Zur Visitenkarte eines speziellen Ortes gehört auch die kulinarische Kultur. Da gab es früher auf der Giudecca einfache rauchige Gaststätten, dunkel, altmodisch, gemütlich, in die Arbeiter ihr Essen selber mitbrachten. In älteren Venedig-Führern wurde das Mistrà besonders erwähnt, das Restaurant der grossen Schiffswerft, das heute unter dem Namen «Da Crea» weitergeführt wird. Legendär war «Food and Art», die Kantine der Giovanni-Toffolo-Werft am Campo Junghans, wo ein 11-Euro-Menü serviert wurde mit Vorspeise, Pasta, einem Fleischgericht, dazu Mineralwasser, Wein, Espresso und Obst. Es gab keine Speisekarten, man sah das reichhaltige Angebot in den Auslagen. Im Inneren hing ein Bild von Antonio Gramsci, dem marxistischen Philosophen und Mitbegründer der Kommunistischen Partei Italiens. Unlängst musste diese Mensa, in der Werftarbeiter, Einheimische und in jüngerer Zeit auch Studierende zirkulierten, einem Neubau weichen. An einem Seitenkanal beim Ponte Longo stösst man auf das traditionelle gehobene Fischrestaurant Altanella, Lieblingslokal von Gabriele D’Annunzio und des zweifachen Oscarpreisträgers und Filmproduzenten Robert de Niro.

Seit jeher zog es Berühmtheiten auf die Giudecca, von Michelangelo bis zu Elton John und George Clooney. Michelangelo hielt sich 1529 auf der Insel auf, wo er einen nicht ausgeführten Entwurf für den Wiederaufbau der abgebrannten Rialtobrücke anfertigte, Goethe besuchte den imposanten Redentore, eine 1575 nach Plänen von Andrea Palladio erbaute Votivkirche. Von hier aus ist der Blick über den Giudecca-Kanal hinweg auf die Kirche Santa Maria della Salute, den Campanile von San Marco und den Dogenpalast besonders reizvoll. Einen weiteren städtebaulichen Akzent setzt die unter Palladios Beteiligung errichtete Kirche Zitelle, einst mit einem Kloster verbunden, in dem junge, aus ärmlichen Verhältnissen stammende Mädchen und Waisenkinder kunstvolle Spitzen herstellten. Die ehemalige Kirche Cosma e Damiano gehörte zu einem Kloster, das im Zuge der Säkularisation aufgelöst wurde.
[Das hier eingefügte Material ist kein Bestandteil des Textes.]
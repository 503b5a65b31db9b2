//! Terminal outcomes of a listing page task

use crate::TransportError;
use std::fmt;

/// How a single listing page task ended
#[derive(Debug, Clone, Copy, PartialEq, Eq, Hash)]
pub enum PageOutcome {
    /// Page fetched and yielded at least one item
    Processed,

    /// Page fetched but no item could be extracted
    Empty,

    /// Server answered with a non-retryable status (e.g. 404)
    Rejected,

    /// Retries ran out on a retryable status or connection error
    Exhausted,
}

impl PageOutcome {
    /// Returns true if the page contributed items to the run
    pub fn is_success(&self) -> bool {
        matches!(self, Self::Processed)
    }

    /// Returns true if the page could not be fetched at all
    pub fn is_failure(&self) -> bool {
        matches!(self, Self::Rejected | Self::Exhausted)
    }

    /// Short lowercase label used in log lines
    pub fn as_str(&self) -> &'static str {
        match self {
            Self::Processed => "processed",
            Self::Empty => "empty",
            Self::Rejected => "rejected",
            Self::Exhausted => "exhausted",
        }
    }
}

impl From<&TransportError> for PageOutcome {
    fn from(error: &TransportError) -> Self {
        match error {
            TransportError::Rejected { .. } => Self::Rejected,
            TransportError::Exhausted { .. } => Self::Exhausted,
        }
    }
}

impl fmt::Display for PageOutcome {
    fn fmt(&self, f: &mut fmt::Formatter<'_>) -> fmt::Result {
        write!(f, "{}", self.as_str())
    }
}
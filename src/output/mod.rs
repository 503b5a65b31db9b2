//! Output module for persisting and summarizing snapshots
//!
//! This module handles:
//! - Writing the CSV snapshot of a finished crawl
//! - Reading a snapshot back into records
//! - Computing and printing snapshot statistics

mod snapshot;
pub mod stats;

pub use snapshot::{read_snapshot, write_snapshot};
pub use stats::{load_statistics, print_statistics, CategoryStatistics, SnapshotStatistics};
//! HTTP transport with retry and backoff
//!
//! This module wraps a single pooled reqwest client and applies the retry
//! policy shared by every request in a crawl:
//! - retryable statuses and connection-level failures are retried with
//!   exponential backoff
//! - any other non-success status is rejected immediately
//! - the client (and its connection pool) is reused across all tasks

use crate::config::TransportConfig;
use crate::TransportError;
use reqwest::{Client, StatusCode};
use std::collections::HashSet;
use std::time::Duration;

/// A successfully fetched page
#[derive(Debug, Clone)]
pub struct FetchedPage {
    /// HTTP status code
    pub status: u16,

    /// Response body
    pub body: String,
}

/// Builds the HTTP client used by a crawl
///
/// # Arguments
///
/// * `config` - The transport configuration
///
/// # Returns
///
/// * `Ok(Client)` - Successfully built HTTP client
/// * `Err(reqwest::Error)` - Failed to build client
pub fn build_http_client(config: &TransportConfig) -> Result<Client, reqwest::Error> {
    Client::builder()
        .user_agent(config.user_agent.as_str())
        .timeout(Duration::from_secs(config.timeout_secs))
        .connect_timeout(Duration::from_secs(config.timeout_secs.min(10)))
        .danger_accept_invalid_certs(!config.verify_tls)
        .gzip(true)
        .brotli(true)
        .build()
}

/// Shared HTTP transport
///
/// Cheap to clone: clones share the underlying connection pool.
#[derive(Debug, Clone)]
pub struct Transport {
    client: Client,
    retries: u32,
    backoff_base: Duration,
    retry_statuses: HashSet<u16>,
}

impl Transport {
    /// Creates a transport from configuration
    pub fn new(config: &TransportConfig) -> Result<Self, reqwest::Error> {
        Ok(Self {
            client: build_http_client(config)?,
            retries: config.retries,
            backoff_base: Duration::from_millis(config.backoff_base_ms),
            retry_statuses: config.retry_statuses.iter().copied().collect(),
        })
    }

    /// Fetches a URL, retrying transient failures
    ///
    /// # Retry Logic
    ///
    /// | Condition | Action |
    /// |-----------|--------|
    /// | 2xx | Return body |
    /// | Status in retry set | Retry, then `Exhausted` |
    /// | Other non-success status | Immediate `Rejected` |
    /// | Connect / timeout / send / body error | Retry, then `Exhausted` |
    /// | Any other request error (bad URL, builder) | Immediate `Exhausted` |
    ///
    /// Attempt `n` (0-based) that fails retryably waits `backoff_base * 2^n`
    /// before the next attempt.
    pub async fn fetch(&self, url: &str) -> Result<FetchedPage, TransportError> {
        let attempts = self.retries + 1;
        let mut last_failure = String::new();

        for attempt in 0..attempts {
            if attempt > 0 {
                let delay = self.backoff_delay(attempt - 1);
                tracing::debug!(
                    "Retrying {} in {:?} (attempt {}/{}): {}",
                    url,
                    delay,
                    attempt + 1,
                    attempts,
                    last_failure
                );
                tokio::time::sleep(delay).await;
            }

            match self.client.get(url).send().await {
                Ok(response) => {
                    let status = response.status();

                    if status.is_success() {
                        match response.text().await {
                            Ok(body) => {
                                return Ok(FetchedPage {
                                    status: status.as_u16(),
                                    body,
                                })
                            }
                            Err(e) => {
                                last_failure = format!("body read failed: {}", e);
                                continue;
                            }
                        }
                    }

                    if self.is_retryable(status) {
                        last_failure = format!("HTTP {}", status.as_u16());
                        continue;
                    }

                    return Err(TransportError::Rejected {
                        url: url.to_string(),
                        status: status.as_u16(),
                    });
                }
                Err(e) => {
                    last_failure = classify_request_error(&e);
                    if !is_transient(&e) {
                        return Err(TransportError::Exhausted {
                            url: url.to_string(),
                            attempts: attempt + 1,
                            reason: last_failure,
                        });
                    }
                }
            }
        }

        Err(TransportError::Exhausted {
            url: url.to_string(),
            attempts,
            reason: last_failure,
        })
    }

    /// Returns true if the status is in the configured retry set
    pub fn is_retryable(&self, status: StatusCode) -> bool {
        self.retry_statuses.contains(&status.as_u16())
    }

    /// Delay before the retry that follows failed attempt `attempt`
    fn backoff_delay(&self, attempt: u32) -> Duration {
        self.backoff_base.saturating_mul(2u32.saturating_pow(attempt))
    }
}

/// Connection-level failures that another attempt may get past
fn is_transient(error: &reqwest::Error) -> bool {
    error.is_connect() || error.is_timeout() || error.is_request()
}

fn classify_request_error(error: &reqwest::Error) -> String {
    if error.is_timeout() {
        "request timeout".to_string()
    } else if error.is_connect() {
        "connection failed".to_string()
    } else {
        error.to_string()
    }
}
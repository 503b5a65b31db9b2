//! Bounded worker pool
//!
//! A pool runs one batch of keyed tasks with at most `limit` of them in
//! flight, and hands back `(key, output)` pairs in completion order. Every
//! call to [`WorkerPool::run`] gets its own semaphore, so a task may drive a
//! nested batch on a second pool without competing for its own permits.

use std::future::Future;
use std::sync::Arc;
use tokio::sync::{mpsc, Semaphore};
use tokio::task::JoinSet;

/// A named concurrency limit for one level of the crawl
#[derive(Debug, Clone)]
pub struct WorkerPool {
    name: &'static str,
    limit: usize,
}

impl WorkerPool {
    /// Creates a pool
    ///
    /// `limit` is clamped to at least 1; configuration validation rejects 0
    /// before a pool is ever built.
    pub fn new(name: &'static str, limit: usize) -> Self {
        Self {
            name,
            limit: limit.max(1),
        }
    }

    pub fn limit(&self) -> usize {
        self.limit
    }

    /// Submits every task and collects outputs as they complete
    ///
    /// Outputs arrive over a channel keyed by each task's identity, so the
    /// returned order is completion order, not submission order. A task that
    /// panics is logged and contributes nothing.
    pub async fn run<K, R, Fut>(&self, tasks: Vec<(K, Fut)>) -> Vec<(K, R)>
    where
        K: Send + 'static,
        R: Send + 'static,
        Fut: Future<Output = R> + Send + 'static,
    {
        let submitted = tasks.len();
        let semaphore = Arc::new(Semaphore::new(self.limit));
        let (tx, mut rx) = mpsc::unbounded_channel();
        let mut workers = JoinSet::new();

        for (key, task) in tasks {
            let semaphore = Arc::clone(&semaphore);
            let tx = tx.clone();
            workers.spawn(async move {
                let Ok(_permit) = semaphore.acquire_owned().await else {
                    return;
                };
                let output = task.await;
                // The collector only stops listening once every sender is gone
                let _ = tx.send((key, output));
            });
        }
        drop(tx);

        let mut completed = Vec::with_capacity(submitted);
        while let Some(done) = rx.recv().await {
            completed.push(done);
        }

        while let Some(joined) = workers.join_next().await {
            if let Err(e) = joined {
                tracing::error!("{} worker failed: {}", self.name, e);
            }
        }

        if completed.len() < submitted {
            tracing::warn!(
                "{} pool finished {} of {} tasks",
                self.name,
                completed.len(),
                submitted
            );
        }

        completed
    }
}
Der romanische Kreuzgang in einem pittoresken Innenhof eignet sich heute bestens zum Wäschetrocknen. Der Gebäudekomplex beherbergt Wohnungen, Ateliers und das Archiv des venezianischen Komponisten Luigi Nono.

Zu den Besonderheiten der Giudecca gehört auch ein Hangar für 460 Boote und Gondeln mit mehreren Abstell-Ebenen und Fachwerkstätten. Oder die Casa dei Tre Oci, bis vor kurzem ein hochkarätiges Fotomuseum, heute Berggruen Institute, Zentrum für den europäischen Dialog. Oder die wunderbaren Gärten, vom Gemüsegarten des Kapuzinerklosters der Redentore-Kirche über den Giardino Comunale und den Garten der Villa Herriot, der ehemaligen Residenz eines französischen Seifen- und Kosmetikproduzenten, heute Sitz der «Casa della Memoria e della Storia», mit der prachtvollen Sicht auf den südlichen Teil der Lagune bis zum geheimnisvollen Garten, den der Engländer Frederic Eden im 19. Jahrhundert geschaffen hat. Hier flanierten Marcel Proust, Henry James und Rainer Maria Rilke. In den 1970er Jahren wurde er mit dem dazugehörigen Palazzo an den österreichischen Künstler Friedensreich Hundertwasser verkauft, der ihn seinem ökologischen Credo folgend verwildern liess.

So lernt man auf der Giudecca ein anderes Venedig kennen, einen Ort voller Kontraste, den man erkunden kann, ohne von Touristenströmen bedrängt und geschoben zu werden.